久しぶりに石川達也杜氏を訪ねようと企画している。
勝手に発酵の師と仰いでいる杜氏が、広島の竹鶴から、茨城の月の井へ移籍されてから、
まだ訪ねたことがないのです。
杜氏がお酒造りの中で、発見されたは事は沢山あるけれど、
自分の中で衝撃の強かったのは、「緩衝力(かんしょうりょく)」だ。
”それがどれだけ変わらないか、という力”
(実際には、お酒にアルカリ溶液をポタポタと落としていき、
酸度が変化するまでに、どれだけのアルカリが必要であったかで、数値が決まる。
今までどちらかというと、味に悪影響を与えるとされて厄介者扱いされてきた、
各種有機酸やペプチドが影響していると考えられています。)
緩衝力の高いお酒は、じっさいどう違うのか?
どんな食材にも合う。
野菜が来ようが、魚が来ようが、肉が来ようが、
甘みが来ようが、辛みが来ようが、
バシッと受け止め、顔色変えずに、笑顔で微笑む。(^.^)
緩衝力の低いお酒は華やかだ。(田村の主観です。)
でも、来るものを選ぶ。
「あ、その組み合わせは反則です。」
「あ、私(お酒)だけで飲んで頂けますか?」
ワインでも、自然派のものは食べ合わせを選ばない、ソムリエ泣かせだったりする。
パンも、自慢じゃないけどうちのルヴァン種乳酸菌のパンは、サラダから、コテコテのコッコヴァンの赤黒いソースまで受け止められる。
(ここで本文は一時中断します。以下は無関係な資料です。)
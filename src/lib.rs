//! notes-rs: a small static site generator for a tree of Markdown notes
//!
//! The core is the ingestion pipeline in [`content`]: walk the content
//! root into [`content::Post`]s and a navigation tree, then render each
//! note's markdown to sanitized HTML. Everything else (commands, the static
//! generator, the dev server) is a thin page layer on top of it.

pub mod commands;
pub mod config;
pub mod content;
pub mod generator;
pub mod server;
pub mod templates;

use anyhow::Result;
use std::path::{Path, PathBuf};

use content::{ContentIndexer, DiskSource, MarkdownRenderer, SanitizePolicy};

/// A notes site rooted at a base directory
#[derive(Debug, Clone)]
pub struct Notes {
    /// Site configuration
    pub config: config::SiteConfig,
    /// Base directory
    pub base_dir: PathBuf,
    /// Content root
    pub content_dir: PathBuf,
    /// Public (output) directory
    pub public_dir: PathBuf,
}

impl Notes {
    /// Create a new instance from a directory, reading `_config.yml` if present
    pub fn new<P: AsRef<Path>>(base_dir: P) -> Result<Self> {
        let config_path = base_dir.as_ref().join("_config.yml");

        let config = if config_path.exists() {
            config::SiteConfig::load(&config_path)?
        } else {
            config::SiteConfig::default()
        };

        Ok(Self::with_config(base_dir, config))
    }

    /// Create an instance with an explicit configuration
    pub fn with_config<P: AsRef<Path>>(base_dir: P, config: config::SiteConfig) -> Self {
        let base_dir = base_dir.as_ref().to_path_buf();
        let content_dir = base_dir.join(&config.content_dir);
        let public_dir = base_dir.join(&config.public_dir);

        Self {
            config,
            base_dir,
            content_dir,
            public_dir,
        }
    }

    /// Indexer over the content root on disk, excluding the configured names
    /// as well as the built-in ones
    pub fn indexer(&self) -> ContentIndexer<DiskSource> {
        let mut exclude = self.config.exclude.clone();

        // Never index our own output
        if let Some(name) = self
            .public_dir
            .strip_prefix(&self.content_dir)
            .ok()
            .and_then(|rel| rel.components().next())
            .map(|c| c.as_os_str().to_string_lossy().into_owned())
        {
            if !exclude.contains(&name) {
                exclude.push(name);
            }
        }

        ContentIndexer::new(DiskSource, &self.content_dir).with_exclude(exclude)
    }

    /// Renderer configured from the site config
    pub fn renderer(&self) -> MarkdownRenderer {
        let policy = self
            .config
            .sanitize
            .allow_tags
            .iter()
            .fold(SanitizePolicy::default(), |policy, (tag, attrs)| {
                let attrs: Vec<&str> = attrs.iter().map(String::as_str).collect();
                policy.allow_tag(tag, &attrs)
            });

        MarkdownRenderer::with_options(&self.config.highlight.theme, self.config.highlight.enable)
            .with_policy(policy)
    }

    /// Write every route to the public directory
    pub fn build(&self) -> Result<()> {
        commands::build::run(self)
    }

    /// Clean the public directory
    pub fn clean(&self) -> Result<()> {
        commands::clean::run(self)
    }
}

#[cfg(test)]
mod tests {
    use super::*;
    use std::fs;

    #[test]
    fn test_new_without_config_uses_defaults() {
        let dir = tempfile::tempdir().unwrap();
        let notes = Notes::new(dir.path()).unwrap();
        assert_eq!(notes.config.title, "Notes");
        assert_eq!(notes.public_dir, dir.path().join("public"));
    }

    #[test]
    fn test_output_dir_inside_content_is_not_indexed() {
        let dir = tempfile::tempdir().unwrap();
        fs::write(
            dir.path().join("_config.yml"),
            "content_dir: notes\npublic_dir: notes/_site\n",
        )
        .unwrap();
        fs::create_dir_all(dir.path().join("notes/_site")).unwrap();
        fs::write(dir.path().join("notes/a.md"), "# A").unwrap();
        fs::write(dir.path().join("notes/_site/stale.md"), "# Stale").unwrap();

        let notes = Notes::new(dir.path()).unwrap();
        let posts = notes.indexer().list_all_posts();
        assert_eq!(posts.len(), 1);
        assert_eq!(posts[0].path, "a.md");
    }

    #[test]
    fn test_configured_exclude_keeps_defaults() {
        let dir = tempfile::tempdir().unwrap();
        fs::write(dir.path().join("_config.yml"), "exclude: [drafts]\n").unwrap();
        fs::create_dir_all(dir.path().join("node_modules/pkg")).unwrap();
        fs::create_dir_all(dir.path().join("drafts")).unwrap();
        fs::write(dir.path().join("a.md"), "# A").unwrap();
        fs::write(dir.path().join("node_modules/pkg/README.md"), "vendored").unwrap();
        fs::write(dir.path().join("drafts/wip.md"), "wip").unwrap();

        let notes = Notes::new(dir.path()).unwrap();
        let paths: Vec<_> = notes
            .indexer()
            .list_all_posts()
            .into_iter()
            .map(|p| p.path)
            .collect();
        assert_eq!(paths, vec!["a.md"]);
    }

    #[test]
    fn test_renderer_refuses_script_from_config() {
        let dir = tempfile::tempdir().unwrap();
        fs::write(
            dir.path().join("_config.yml"),
            "sanitize:\n  allow_tags:\n    script: []\n",
        )
        .unwrap();

        let notes = Notes::new(dir.path()).unwrap();
        let html = notes.renderer().render_to_html("<script>alert(1)</script>");
        assert!(!html.contains("<script"));
        assert!(!html.contains("alert"));
    }

    #[test]
    fn test_renderer_honours_extra_tags() {
        let dir = tempfile::tempdir().unwrap();
        fs::write(
            dir.path().join("_config.yml"),
            "sanitize:\n  allow_tags:\n    video: [src]\n",
        )
        .unwrap();

        let notes = Notes::new(dir.path()).unwrap();
        let html = notes
            .renderer()
            .render_to_html(r#"<video src="clip.mp4" onplay="x()"></video>"#);
        assert!(html.contains(r#"<video src="clip.mp4">"#));
    }
}
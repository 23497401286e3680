//! List indexed notes

use anyhow::Result;
use std::io::Write;

use crate::Notes;

/// Print every note with its slug, or the full records as JSON
pub fn run(notes: &Notes, json: bool) -> Result<()> {
    let posts = notes.indexer().list_all_posts();
    let mut out = std::io::stdout().lock();

    if json {
        serde_json::to_writer_pretty(&mut out, &posts)?;
        writeln!(out)?;
        return Ok(());
    }

    writeln!(out, "Notes ({}):", posts.len())?;
    for post in posts {
        let date = post
            .last_modified
            .map(|d| d.format("%Y-%m-%d").to_string())
            .unwrap_or_else(|| "----------".to_string());
        writeln!(
            out,
            "  {} - {} [{}] -> {}",
            date,
            post.title,
            post.path,
            post.slug.url_path()
        )?;
    }

    Ok(())
}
そして彼らは、絶対合わなそうな強敵が来るほど、こちらをワクワクさせる。
そしてここから大事なのですが、
わたしなどは、人間としても、緩衝力の高い自分でいたいものです!
周りが騒いでも、怒っていても、非難されても、
逆に褒められても、
車で割り込まれても、ベンチに座ったらガムがズボンについても、
逆に宝くじに当たっても、
バシッと受け止め、顔色変えずに、笑顔で微笑む。
まあ、じっさいは何かニヤニヤしてたら、怖いシーンもありそうですが。。
認知科学的には、
感情は人間だけがもっている。
あたりまえだけど、猫は笑わないし、ひまわりは怒らない。
長い進化で獲得したもの。人間を人間たらしめているものだけど。
この情報多き現代においては、感度が鋭すぎるし、
生き残るための進化だから、不安や、恐怖、が目立って感情にあがってくる。
だから、人間にも緩衝力が必要なのだ。
いわば、感情をコントロールする進化。
怒っても良いシーンでも怒らない。
落ち込むシーンでも落ち込まない。
あ、今思い出したけど、
斉藤一人さんは、それを”孔雀明王の修行”て言っていた。
どんな悪いことが起きても、
自分の態度と口からは、幸せを出し続ける。そういう覚悟。
それで運が開ける。というけど。
じっさいに脳内で、
「自分はこれだけのことをやれるんだ!という自己評価」
が高まっていくから。日々が変わっていっている。
東洋医学的にも、
奪われた与えられ、与えられたら奪われる。
中庸に戻ることの大切さが説かれる。
それを「緩衝力」の一言で表現してくれる、石川杜氏は、やはりすごい人だ。
そして、石川杜氏の人柄は、そのまんま、「緩衝力」を体現している見本のようなのです!